### EXERCISE DESCRIPTION
Find how many lines below hold "this", and give that number as the entire answer.

### Entries taken from a collection
━━━━━━━━━━━━━━━━
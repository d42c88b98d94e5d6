use clap::Parser;
use relational_rest::{
    filters::LIMIT,
    orm::mock::{Database, Model, Schema},
    prelude::*,
    validation::Matches,
};
use serde_json::json;
use std::sync::Arc;
use url::Url;

////////////////////////////////////////////////////////////////////////////////////////////////////
// Schema
//

pub fn schema() -> Schema {
    Schema::new()
        .model(
            Model::new("author")
                .scalar("name", ValueType::Text)
                .scalar("born", ValueType::Int)
                .reverse("books", "book", "author", true),
        )
        .model(
            Model::new("book")
                .scalar("title", ValueType::Text)
                .scalar("published", ValueType::DateTime)
                .foreign_key("author", "author", true)
                .through("pages", "page", "book"),
        )
        .model(
            Model::new("page")
                .scalar("number", ValueType::Int)
                .scalar("text", ValueType::Text)
                .foreign_key("book", "book", false),
        )
}

////////////////////////////////////////////////////////////////////////////////////////////////////
// API
//

#[derive(Clone, Debug, Parser)]
pub struct Options {
    /// Absolute URI under which the API is served.
    #[clap(
        long,
        env = "LIBRARY_BASE_URI",
        default_value = "http://localhost:8000/api"
    )]
    base_uri: Url,
}

pub fn api(opt: &Options, db: &Database) -> Result<Arc<Api>> {
    Api::builder()
        .config(ApiConfig::default().with_base_uri(opt.base_uri.path()))
        .class(
            ModelResourceClass::new("author")
                .field(AttributeField::new("name", ValueType::Text).validator(Required))
                .field(AttributeField::new("born", ValueType::Int).optional())
                .field(IterableField::new("books", "book").optional().read_only())
                .annotate("book_count", Aggregate::Count("books".into()))
                .field(AttributeField::new("book_count", ValueType::Int).read_only()),
        )
        .class(
            ModelResourceClass::new("book")
                .field(AttributeField::new("title", ValueType::Text).validator(Length::between(1, 100)))
                .field(AttributeField::new("published", ValueType::DateTime).optional())
                .field(URIResourceField::new("author", "author"))
                .field(
                    IterableField::new("pages", "page")
                        .optional()
                        .natural_key(["number"]),
                ),
        )
        .class(
            ModelResourceClass::new("page")
                .field(AttributeField::new("number", ValueType::Int).validator(Range::between(1.0, 10_000.0)))
                .field(
                    AttributeField::new("text", ValueType::Text).validator(
                        Matches::new(r"\S").map_err(Error::invalid_configuration)?,
                    ),
                ),
        )
        .collection(
            Collection::new("authors", db.queryset("author"), "author")
                .filter(ParameterizedFilter::new("born_after", "born__gt").order_by(["born"])),
        )
        .collection(
            Collection::new("books", db.queryset("book"), "book")
                .page_size(2)
                .filter(ParameterizedFilter::new("author", "author__name__iexact"))
                .filter(StandardFilter::new("first").predicate(LIMIT, 1)),
        )
        .build()
}

////////////////////////////////////////////////////////////////////////////////////////////////////
// Test data
//

pub async fn create_db() -> Database {
    let db = Database::create(schema());
    for (name, born) in [("Jeff", 1975), ("Annie", 2000), ("Abed", 2001)] {
        db.insert(
            "author",
            [
                ("name", Attr::Value(name.into())),
                ("born", Attr::Value(born.into())),
            ],
        )
        .await
        .unwrap();
    }
    db
}

////////////////////////////////////////////////////////////////////////////////////////////////////
// Requests
//

async fn show(api: &Arc<Api>, request: Request) {
    println!("> {} {}", request.method, request.path);
    if let Some(body) = &request.body {
        println!("> {}", serde_json::to_string(body).unwrap());
    }
    match api.handle(request).await {
        Ok(response) => {
            println!("< {}", response.status.code());
            for (name, value) in &response.headers {
                println!("< {name}: {value}");
            }
            if let Some(body) = &response.body {
                let mut out = vec![];
                api.formatter().write_to(body, &mut out).unwrap();
                println!("< {}", String::from_utf8_lossy(&out));
            }
        }
        Err(err) => println!("< {} {err}", err.status()),
    }
    println!();
}

fn payload(json: &str, api: &Api) -> Mapping {
    api.formatter().read_from(&mut json.as_bytes()).unwrap()
}

#[async_std::main]
async fn main() {
    relational_rest::init_logging();

    let opt = Options::parse();
    let db = create_db().await;
    let api = api(&opt, &db).unwrap();
    // Join relative paths beneath the base URI, not beside its last segment.
    let base = Url::parse(&format!("{}/", opt.base_uri.as_str().trim_end_matches('/'))).unwrap();
    let uri = |path: &str| base.join(path).unwrap().to_string();

    show(&api, Request::get(&uri(""))).await;
    show(&api, Request::get(&uri("authors?bornAfter=1999"))).await;
    show(
        &api,
        Request::post(
            &uri("books"),
            payload(
                &json!({
                    "title": "Studyology",
                    "published": "2019-09-01T00:00:00Z",
                    "author": uri("authors/2"),
                    "pages": [
                        {"number": 1, "text": "Sample text about studies"},
                        {"number": 2, "text": "More about studies"},
                    ],
                })
                .to_string(),
                &api,
            ),
        ),
    )
    .await;
    show(
        &api,
        Request::put(
            &uri("books/1"),
            payload(
                &json!({
                    "title": "Studyology",
                    "author": uri("authors/2"),
                    "pages": [{"number": 2, "text": "Rewritten"}],
                })
                .to_string(),
                &api,
            ),
        ),
    )
    .await;
    show(
        &api,
        Request::post(&uri("books"), payload(&json!({"title": "", "author": uri("authors/9")}).to_string(), &api)),
    )
    .await;
    show(&api, Request::get(&uri("books?author=annie"))).await;
    show(&api, Request::get(&uri("authors/2"))).await;
    show(&api, Request::delete(&uri("books"))).await;
}
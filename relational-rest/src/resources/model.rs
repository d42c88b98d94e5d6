use super::{Method, Methods, Params, Resource, ResourcePath};
use crate::context::ApiContext;
use crate::error::Result;
use crate::fields::Field;
use crate::formatter::Mapping;
use crate::orm::{Aggregate, Attr, ObjectRef, Value, ValueType, PK};
use crate::related::{QueryPlan, Related};
use crate::validation::{self, ResourceValidator, ValidationErrors};
use async_trait::async_trait;
use chrono::Duration;
use derivative::Derivative;
use serde_json::Value as JsonValue;
use std::sync::Arc;

/// How objects of one kind are represented as resources.
///
/// A class is a fixed list of fields plus a few settings. It is built once, registered with an
/// [`Api`](crate::api::Api), and shared by every resource wrapping an object of its kind.
#[derive(Derivative)]
#[derivative(Debug)]
pub struct ModelResourceClass {
    name: String,
    fields: Vec<Arc<dyn Field>>,
    #[derivative(Debug = "ignore")]
    validators: Vec<Arc<dyn ResourceValidator>>,
    key_attr: String,
    key_type: ValueType,
    methods: Methods,
    annotations: Vec<(String, Aggregate)>,
    max_age: Option<Duration>,
}

impl ModelResourceClass {
    /// A class with no fields, addressed by primary key, supporting `GET`, `PUT` and `DELETE`.
    pub fn new(name: impl Into<String>) -> Self {
        Self {
            name: name.into(),
            fields: vec![],
            validators: vec![],
            key_attr: PK.into(),
            key_type: ValueType::Int,
            methods: [Method::Get, Method::Put, Method::Delete].into(),
            annotations: vec![],
            max_age: None,
        }
    }

    pub fn field(mut self, field: impl Field + 'static) -> Self {
        self.fields.push(Arc::new(field));
        self
    }

    /// Add a rule checked against whole incoming payloads.
    pub fn validator(mut self, validator: impl ResourceValidator + 'static) -> Self {
        self.validators.push(Arc::new(validator));
        self
    }

    /// Address resources by the attribute `attr` instead of the primary key.
    pub fn published_key(mut self, attr: impl Into<String>, ty: ValueType) -> Self {
        self.key_attr = attr.into();
        self.key_type = ty;
        self
    }

    pub fn methods(mut self, methods: impl IntoIterator<Item = Method>) -> Self {
        self.methods = methods.into_iter().collect();
        self
    }

    /// Attach `aggregate` to every object loaded for this class, under the attribute `name`.
    pub fn annotate(mut self, name: impl Into<String>, aggregate: Aggregate) -> Self {
        self.annotations.push((name.into(), aggregate));
        self
    }

    /// Let clients cache representations of this class for `max_age`.
    pub fn max_age(mut self, max_age: Duration) -> Self {
        self.max_age = Some(max_age);
        self
    }

    pub fn name(&self) -> &str {
        &self.name
    }

    pub fn fields(&self) -> &[Arc<dyn Field>] {
        &self.fields
    }

    pub fn validators(&self) -> &[Arc<dyn ResourceValidator>] {
        &self.validators
    }

    pub fn key_attr(&self) -> &str {
        &self.key_attr
    }

    pub fn key_type(&self) -> ValueType {
        self.key_type
    }

    pub fn allowed_methods(&self) -> &Methods {
        &self.methods
    }

    /// Register the relations traversed by the fields of this class.
    pub fn prepare(&self, ctx: &ApiContext, related: &mut Related<'_>) -> Result<()> {
        for field in &self.fields {
            field.prepare(ctx, related)?;
        }
        Ok(())
    }

    /// The eager-load plan for queries returning objects of this class.
    pub fn query_plan(&self, ctx: &ApiContext) -> Result<QueryPlan> {
        let mut plan = QueryPlan::new();
        self.prepare(ctx, &mut plan.related())?;
        for (name, aggregate) in &self.annotations {
            plan.annotate(name.clone(), aggregate.clone());
        }
        Ok(plan)
    }

    /// The path segment addressing `obj`, or [`None`] if its published key is not set.
    pub async fn key_segment(&self, ctx: &ApiContext, obj: &ObjectRef) -> Result<Option<String>> {
        let key = match obj.get(&self.key_attr).await? {
            Attr::Value(value) => value,
            Attr::Object(related) => related.and_then(|related| related.pk()).into(),
            Attr::Many(_) => Value::Null,
        };
        if key.is_null() {
            return Ok(None);
        }
        Ok(Some(
            match ctx.formatter().to_api_value(self.key_type, &key) {
                JsonValue::String(s) => s,
                other => other.to_string(),
            },
        ))
    }

    /// The representation of `obj`.
    ///
    /// The representation includes the address of `obj`: `path` if given, otherwise its canonical
    /// address if it has one.
    pub async fn serialize(
        &self,
        ctx: &mut ApiContext,
        obj: &ObjectRef,
        path: Option<&str>,
    ) -> Result<Mapping> {
        let mut mapping = Mapping::new();
        for field in &self.fields {
            field.handle_outgoing(ctx, obj, &mut mapping).await?;
        }
        let uri = match path {
            Some(path) => Some(path.to_string()),
            None => ctx.address_of(&self.name, obj).await?,
        };
        if let Some(uri) = uri {
            mapping.insert(ctx.resource_uri_key(), JsonValue::String(uri));
        }
        if let Some(max_age) = self.max_age {
            ctx.expire_in(max_age);
        }
        Ok(mapping)
    }

    /// Write `payload` to `obj` and save it.
    ///
    /// Every authorizer the write consults, including those of nested resources, is checked before
    /// anything is saved, so a rejected write leaves the database untouched.
    pub async fn apply(&self, ctx: &mut ApiContext, payload: &Mapping, obj: &ObjectRef) -> Result<()> {
        self.authorize(ctx, payload, obj).await?;
        self.write(ctx, payload, obj).await
    }

    /// Check that writing `payload` to `obj` would be authorized, without writing anything.
    pub async fn authorize(
        &self,
        ctx: &mut ApiContext,
        payload: &Mapping,
        obj: &ObjectRef,
    ) -> Result<()> {
        for field in &self.fields {
            if field.options().read_only {
                continue;
            }
            if let Some(value) = payload.get(&field.public_name(ctx)) {
                field.authorize(ctx, obj, value).await?;
            }
        }
        Ok(())
    }

    /// Write `payload` to `obj` and save it, without checking authorization up front.
    ///
    /// Fields which need `obj` to have a key run last, after `obj` has been saved once if it is
    /// new.
    pub(crate) async fn write(
        &self,
        ctx: &mut ApiContext,
        payload: &Mapping,
        obj: &ObjectRef,
    ) -> Result<()> {
        let (later, now): (Vec<_>, Vec<_>) = self
            .fields
            .iter()
            .partition(|field| field.requires_saved_target());
        for field in now {
            field.handle_incoming(ctx, payload, obj).await?;
        }
        let needs_key = later.iter().any(|field| {
            !field.options().read_only && payload.contains_key(&field.public_name(ctx))
        });
        if needs_key && obj.pk().is_none() {
            obj.save().await?;
        }
        for field in later {
            field.handle_incoming(ctx, payload, obj).await?;
        }

        let created = obj.pk().is_none();
        obj.save().await?;
        if created {
            tracing::info!("created {} {:?}", self.name, obj.pk());
        } else {
            tracing::info!("updated {} {:?}", self.name, obj.pk());
        }
        Ok(())
    }

    /// The resource for `obj`.
    pub fn wrap(self: &Arc<Self>, obj: ObjectRef) -> ModelResource {
        ModelResource {
            class: self.clone(),
            object: obj,
            path: Default::default(),
        }
    }
}

/// A single object, exposed through a [`ModelResourceClass`].
#[derive(Debug)]
pub struct ModelResource {
    class: Arc<ModelResourceClass>,
    object: ObjectRef,
    path: ResourcePath,
}

impl ModelResource {
    pub fn class(&self) -> &Arc<ModelResourceClass> {
        &self.class
    }
}

#[async_trait]
impl Resource for ModelResource {
    fn resource_path(&self) -> Option<&str> {
        self.path.get()
    }

    fn set_resource_path(&self, path: String) {
        self.path.set(path)
    }

    fn allowed_methods(&self) -> Methods {
        self.class
            .allowed_methods()
            .iter()
            .copied()
            .filter(|method| *method != Method::Post)
            .collect()
    }

    fn class_name(&self) -> Option<&str> {
        Some(self.class.name())
    }

    fn object(&self) -> Option<&ObjectRef> {
        Some(&self.object)
    }

    async fn get(&self, ctx: &mut ApiContext, _params: &Params) -> Result<Mapping> {
        self.check_allowed(Method::Get)?;
        self.class
            .serialize(ctx, &self.object, self.resource_path())
            .await
    }

    async fn put(&self, ctx: &mut ApiContext, payload: &Mapping) -> Result<()> {
        self.check_allowed(Method::Put)?;
        self.class.apply(ctx, payload, &self.object).await
    }

    async fn delete(&self, _ctx: &mut ApiContext) -> Result<()> {
        self.check_allowed(Method::Delete)?;
        tracing::info!("deleting {} {:?}", self.class.name(), self.object.pk());
        self.object.delete().await?;
        Ok(())
    }

    async fn validate(
        &self,
        ctx: &mut ApiContext,
        key: &str,
        payload: &Mapping,
    ) -> Result<ValidationErrors> {
        validation::validate(ctx, key, &self.class, Some(&self.object), payload).await
    }
}
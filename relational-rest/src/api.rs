//! Registration of resource classes and collections, and the request boundary.
//!
//! An [`Api`] is assembled once at startup by an [`ApiBuilder`] and is immutable afterwards. Each
//! request is served by [`Api::handle`], which resolves the requested path, checks the method,
//! validates incoming payloads, enforces `If-Match` preconditions and collects response headers.

use crate::config::ApiConfig;
use crate::context::ApiContext;
use crate::error::{Error, Result};
use crate::formatter::{Formatter, JsonFormatter, Mapping};
use crate::resources::{Collection, Method, ModelResourceClass, Params, Resource};
use sha2::{Digest, Sha256};
use std::collections::{BTreeMap, HashMap};
use std::sync::Arc;
use url::form_urlencoded;

/// The registered resource classes and collections of one API.
#[derive(Debug)]
pub struct Api {
    config: ApiConfig,
    formatter: Arc<dyn Formatter>,
    classes: HashMap<String, Arc<ModelResourceClass>>,
    collections: Vec<Arc<Collection>>,
}

impl Api {
    pub fn builder() -> ApiBuilder {
        ApiBuilder::default()
    }

    pub fn config(&self) -> &ApiConfig {
        &self.config
    }

    pub fn formatter(&self) -> &dyn Formatter {
        self.formatter.as_ref()
    }

    /// The resource class named `name`.
    pub fn class(&self, name: &str) -> Result<&Arc<ModelResourceClass>> {
        self.classes
            .get(name)
            .ok_or_else(|| Error::unknown_resource(name))
    }

    /// The collection served at `segment`.
    pub fn collection(&self, segment: &str) -> Option<&Arc<Collection>> {
        self.collections
            .iter()
            .find(|collection| collection.segment() == segment)
    }

    /// All collections, in registration order.
    pub fn collections(&self) -> &[Arc<Collection>] {
        &self.collections
    }

    /// The collection giving objects of `class` their canonical address: the first one registered
    /// for it.
    pub fn canonical_collection(&self, class: &str) -> Option<&Arc<Collection>> {
        self.collections
            .iter()
            .find(|collection| collection.class() == class)
    }

    /// A fresh context for one request.
    pub fn context(self: &Arc<Self>) -> ApiContext {
        ApiContext::new(self.clone())
    }

    /// The entity tag of a representation: the SHA-256 of its encoding, in hex.
    pub fn etag(&self, representation: &Mapping) -> Result<String> {
        let mut bytes = vec![];
        self.formatter.write_to(representation, &mut bytes)?;
        Ok(format!("{:x}", Sha256::digest(&bytes)))
    }

    /// Serve a single request.
    ///
    /// # Errors
    ///
    /// Besides errors raised by the resources themselves, this fails with
    ///
    /// * [`Error::NotFound`] if nothing lives at the requested path,
    /// * [`Error::MethodNotAllowed`] if the resource does not support the method,
    /// * [`Error::Validation`] if a `POST` or `PUT` payload is invalid,
    /// * [`Error::PreconditionFailed`] if a `PUT` carries an `If-Match` tag which does not match
    ///   the current representation. Validation errors take precedence.
    pub async fn handle(self: &Arc<Self>, request: Request) -> Result<Response> {
        tracing::info!("{} {}", request.method, request.path);
        let mut ctx = self.context();
        let resource = ctx
            .resolve(&request.path)
            .await?
            .ok_or_else(|| Error::NotFound {
                path: request.path.clone(),
            })?;
        resource.check_allowed(request.method)?;

        let mut response = match request.method {
            Method::Get => {
                let body = resource.get(&mut ctx, &request.params).await?;
                Response::new(Status::Ok, Some(body))
            }
            Method::Post => {
                let payload = request.payload()?;
                check_valid(&mut ctx, resource.as_ref(), payload).await?;
                let created = resource.post(&mut ctx, payload).await?;
                let body = representation(&mut ctx, created.as_ref()).await?;
                let mut response = Response::new(Status::Created, body);
                if let Some(path) = created.resource_path() {
                    response.headers.insert("Location".into(), path.into());
                }
                response
            }
            Method::Put => {
                let payload = request.payload()?;
                check_valid(&mut ctx, resource.as_ref(), payload).await?;
                if let Some(tag) = &request.if_match {
                    let current = match representation(&mut ctx, resource.as_ref()).await? {
                        Some(current) => Some(self.etag(&current)?),
                        None => None,
                    };
                    if current.as_deref() != Some(tag.trim().trim_matches('"')) {
                        tracing::info!("stale write to {}: {tag} is out of date", request.path);
                        return Err(Error::PreconditionFailed);
                    }
                }
                resource.put(&mut ctx, payload).await?;
                let body = representation(&mut ctx, resource.as_ref()).await?;
                Response::new(Status::Ok, body)
            }
            Method::Delete => {
                resource.delete(&mut ctx).await?;
                Response::new(Status::NoContent, None)
            }
        };

        if let Some(body) = &response.body {
            let etag = self.etag(body)?;
            response.headers.insert("ETag".into(), format!("\"{etag}\""));
        }
        if let Some(expires) = ctx.expires() {
            response.headers.insert(
                "Expires".into(),
                expires.format("%a, %d %b %Y %H:%M:%S GMT").to_string(),
            );
        }
        for (name, value) in ctx.headers() {
            response.headers.insert(name.clone(), value.clone());
        }
        Ok(response)
    }
}

async fn check_valid(ctx: &mut ApiContext, resource: &dyn Resource, payload: &Mapping) -> Result<()> {
    let errors = resource.validate(ctx, "", payload).await?;
    if errors.is_empty() {
        Ok(())
    } else {
        tracing::info!("rejecting invalid payload: {errors}");
        Err(Error::Validation { errors })
    }
}

/// The representation of `resource`, if it can be read.
async fn representation(ctx: &mut ApiContext, resource: &dyn Resource) -> Result<Option<Mapping>> {
    if resource.allowed_methods().contains(&Method::Get) {
        Ok(Some(resource.get(ctx, &Params::new()).await?))
    } else {
        Ok(None)
    }
}

/// Assembles an [`Api`].
#[derive(Debug, Default)]
pub struct ApiBuilder {
    config: ApiConfig,
    formatter: Option<Arc<dyn Formatter>>,
    classes: Vec<ModelResourceClass>,
    collections: Vec<Collection>,
}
━━━━━━━━━━━━━━━━
### EXERCISE RESULT
5